Customs, Excise and Gold Tribunal - Delhi Tribunal

Commissioner Of Central Excise, … vs Om Finishers on 11 February, 2002

Customs, Excise and Gold Tribunal – Delhi
Commissioner Of Central Excise, … vs Om Finishers on 11 February, 2002
Equivalent citations: 2002 (142) ELT 396 Tri Del
Bench: S T G.R., P Bajaj


ORDER

P.S. Bajaj, Member (J)

1. Heard.

2. The stay application is dismissed being without merit. With the consent of learned JDR, we proceed to decide the appeal on merits. None has come present on behalf of the respondents, in spite of service of notice.

3. This appeal has been filed by the Revenue against the impugned order-in-appeal of the Commissioner (Appeals) dated 29-6-2001 vide which he has reversed the order of the adjudicating authority and allowed the benefit of exemption Notification No. 65/87, dated 1-3-1987 to the respondents.
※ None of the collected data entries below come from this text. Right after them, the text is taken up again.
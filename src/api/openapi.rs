//! OpenAPI documentation

use axum::Router;
use utoipa::OpenApi;
use utoipa_swagger_ui::SwaggerUi;

use crate::api::{admins, auth, books, borrow_requests, health, users, verification};

#[derive(OpenApi)]
#[openapi(
    info(
        title = "Bookademia API",
        version = "1.0.0",
        description = "University library REST API: accounts, catalog and borrowing"
    ),
    servers(
        (url = "/api", description = "API")
    ),
    paths(
        // Health
        health::health_check,
        health::readiness_check,
        // Auth
        auth::check_token,
        // Users
        users::register,
        users::login,
        users::check_email_verification,
        users::profile,
        users::logout,
        users::account_status,
        users::list_all_users,
        users::list_users,
        users::get_id_card,
        users::get_user,
        users::delete_user,
        users::approve_user,
        users::deny_user,
        // Admins
        admins::register,
        admins::login,
        admins::check_email_verification,
        admins::logout,
        admins::list_admins,
        admins::delete_admin,
        // Verification
        verification::send_code,
        verification::verify_email,
        // Books
        books::list_all_books,
        books::list_books,
        books::search_books,
        books::get_book,
        books::create_book,
        books::update_book,
        books::delete_book,
        books::rate_book,
        // Borrow requests
        borrow_requests::create_request,
        borrow_requests::check_status,
        borrow_requests::my_requests,
        borrow_requests::get_request,
        borrow_requests::list_all_requests,
        borrow_requests::list_requests,
        borrow_requests::approve_request,
        borrow_requests::return_book,
        borrow_requests::delete_request,
    ),
    components(
        schemas(
            // Shared
            crate::api::MessageResponse,
            crate::models::enums::Role,
            crate::models::enums::AccountStatus,
            crate::models::enums::BorrowStatus,
            crate::models::pagination::DateOrder,
            crate::models::pagination::BookSort,
            crate::models::session::LoginRequest,
            crate::services::auth::TokenStatus,
            // Users
            crate::models::student::Student,
            crate::models::student::RegisterStudent,
            users::EmailVerificationResponse,
            users::AccountStatusResponse,
            // Admins
            crate::models::admin::Admin,
            crate::models::admin::RegisterAdmin,
            // Verification
            verification::VerifyEmailRequest,
            // Books
            crate::models::book::Book,
            crate::models::book::CreateBook,
            crate::models::book::RateBook,
            books::BookCreatedResponse,
            // Borrow requests
            crate::models::borrow_request::BorrowRequest,
            crate::models::borrow_request::CreateBorrowRequest,
            crate::models::borrow_request::BorrowStatusQuery,
            // Health
            health::HealthResponse,
            health::ReadinessResponse,
            // Errors
            crate::error::ErrorResponse,
        )
    ),
    tags(
        (name = "health", description = "Health check endpoints"),
        (name = "auth", description = "Session checks"),
        (name = "users", description = "Student accounts"),
        (name = "admins", description = "Admin accounts"),
        (name = "verification", description = "E-mail verification codes"),
        (name = "books", description = "Catalog management"),
        (name = "borrow-requests", description = "Borrow request lifecycle")
    )
)]
pub struct ApiDoc;

/// Create the OpenAPI documentation router
pub fn create_openapi_router() -> Router {
    Router::new()
        .merge(SwaggerUi::new("/swagger-ui").url("/api-docs/openapi.json", ApiDoc::openapi()))
}

#[cfg(test)]
mod tests {
    use super::*;

    #[test]
    fn test_document_lists_every_route_group() {
        let doc = ApiDoc::openapi();
        let paths: Vec<&String> = doc.paths.paths.keys().collect();

        for expected in [
            "/health",
            "/auth/check-token",
            "/user/register",
            "/admin/login",
            "/verify/verify-email",
            "/books/{book_id}",
            "/borrow-requests/approve-request/{id}",
        ] {
            assert!(
                paths.iter().any(|p| p.as_str() == expected),
                "missing {}",
                expected
            );
        }
    }
}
4. The respondents are engaged in the processing of man-made shawls. They had been clearing the shawls as ready to use articles without sewing or other working under exemption Notification No. 65/87. The show cause notice, however, was served on them by alleging that they were, in fact, engaged in the processing of man-made fabrics of 180 cms width i.e. double the width of 90 cms. of shawl by leaving a fringe and the processed fabrics were cut into two pieces having equal width. Those shawls cut width wise were then sold and as such were subjected to the process of whipping before being sold. Therefore, they were not entitled to the benefit of above said exemption notification. They were called upon to pay the duty of Rs. 2,41,612.80. The adjudicating authority confirmed the duty, although the respondents agitated before him that the shawls which they were clearing, were in ready to use conditions without stitching/hemming/whipping. The Commissioner (Appeals) through the impugned order had accepted the version of the appellants and reversed the order-in-original.
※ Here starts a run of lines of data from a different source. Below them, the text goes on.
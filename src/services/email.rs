//! Email transport for notifications

use async_trait::async_trait;
use lettre::{
    message::{header::ContentType, Mailbox, Message},
    transport::smtp::authentication::Credentials,
    SmtpTransport, Transport,
};
use std::str::FromStr;

use crate::{
    config::EmailConfig,
    error::{AppError, AppResult},
};

/// Outbound mail seam
#[cfg_attr(test, mockall::automock)]
#[async_trait]
pub trait Mailer: Send + Sync {
    async fn send(&self, to: &str, subject: &str, html: &str) -> AppResult<()>;
}

/// SMTP mailer; when disabled in configuration messages are only logged
#[derive(Clone)]
pub struct EmailService {
    config: EmailConfig,
}

impl EmailService {
    pub fn new(config: EmailConfig) -> Self {
        Self { config }
    }

    fn build_message(&self, to: &str, subject: &str, html: &str) -> AppResult<Message> {
        let from_name = self
            .config
            .smtp_from_name
            .as_deref()
            .unwrap_or("Bookademia");
        let from_mailbox = Mailbox::from_str(&format!("{} <{}>", from_name, self.config.smtp_from))
            .map_err(|e| AppError::Internal(format!("Invalid from address: {}", e)))?;

        let to_mailbox = Mailbox::from_str(to)
            .map_err(|e| AppError::Internal(format!("Invalid to address: {}", e)))?;

        Message::builder()
            .from(from_mailbox)
            .to(to_mailbox)
            .subject(subject)
            .header(ContentType::TEXT_HTML)
            .body(html.to_string())
            .map_err(|e| AppError::Internal(format!("Failed to build email: {}", e)))
    }

    fn transport(&self) -> AppResult<SmtpTransport> {
        let mailer_builder = if self.config.smtp_use_tls {
            SmtpTransport::starttls_relay(&self.config.smtp_host)
                .map_err(|e| AppError::Internal(format!("Failed to create SMTP transport: {}", e)))?
        } else {
            SmtpTransport::builder_dangerous(&self.config.smtp_host)
        }
        .port(self.config.smtp_port);

        let mailer_builder = if let (Some(username), Some(password)) =
            (&self.config.smtp_username, &self.config.smtp_password)
        {
            mailer_builder.credentials(Credentials::new(username.clone(), password.clone()))
        } else {
            mailer_builder
        };

        Ok(mailer_builder.build())
    }
}

#[async_trait]
impl Mailer for EmailService {
    async fn send(&self, to: &str, subject: &str, html: &str) -> AppResult<()> {
        if !self.config.enabled {
            tracing::info!(to = %to, subject = %subject, "Email delivery disabled, message not sent");
            return Ok(());
        }

        let email = self.build_message(to, subject, html)?;
        let mailer = self.transport()?;

        // SmtpTransport is blocking
        tokio::task::spawn_blocking(move || mailer.send(&email))
            .await
            .map_err(|e| AppError::Internal(format!("Email task failed: {}", e)))?
            .map_err(|e| AppError::Internal(format!("Failed to send email: {}", e)))?;

        tracing::debug!(to = %to, subject = %subject, "Email sent");
        Ok(())
    }
}

#[cfg(test)]
mod tests {
    use super::*;

    #[test]
    fn test_build_message_rejects_bad_recipient() {
        let service = EmailService::new(EmailConfig::default());
        assert!(service.build_message("ada@uni.edu", "Hi", "<p>x</p>").is_ok());
        assert!(matches!(
            service.build_message("not an address", "Hi", "<p>x</p>"),
            Err(AppError::Internal(_))
        ));
    }

    #[tokio::test]
    async fn test_disabled_service_only_logs() {
        let service = EmailService::new(EmailConfig::default());
        assert!(service.send("ada@uni.edu", "Hi", "<p>x</p>").await.is_ok());
    }
}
5. The bare perusal of the impugned order shows that there is no evidence on the record to indicate that what was processed by the appellants, was not shawls in ready to use conditions and required any further stitching/hemming/whipping. They were processing double width shawls which were divided by a fringe and on cutting of which, two shawls of equal width could be obtained without requiring any further stitching/hemming/whipping. The learned JDR has not been able to assail these findings of the learned Commissioner (Appeals) on any ground before us. Therefore, we do not find any sufficient ground to disagree with the same. It was for the Revenue to establish for denying the benefit of exemption Notification No. 65/87 to the respondents that the shawls processed by them were not ready to use but required any further processing before becoming marketable. But they had failed to discharge this burden. The Commissioner (Appeals) in our view has rightly allowed the benefit of exemption Notification No. 65/87, dated 1-3-1987 to the respondents. Therefore, the impugned
order passed by him is perfectly valid and does not suffer from any legal infirmity.

5. In view of the discussion made above, we do not find any merit in the appeal filed by the Revenue and the same is ordered to be dismissed.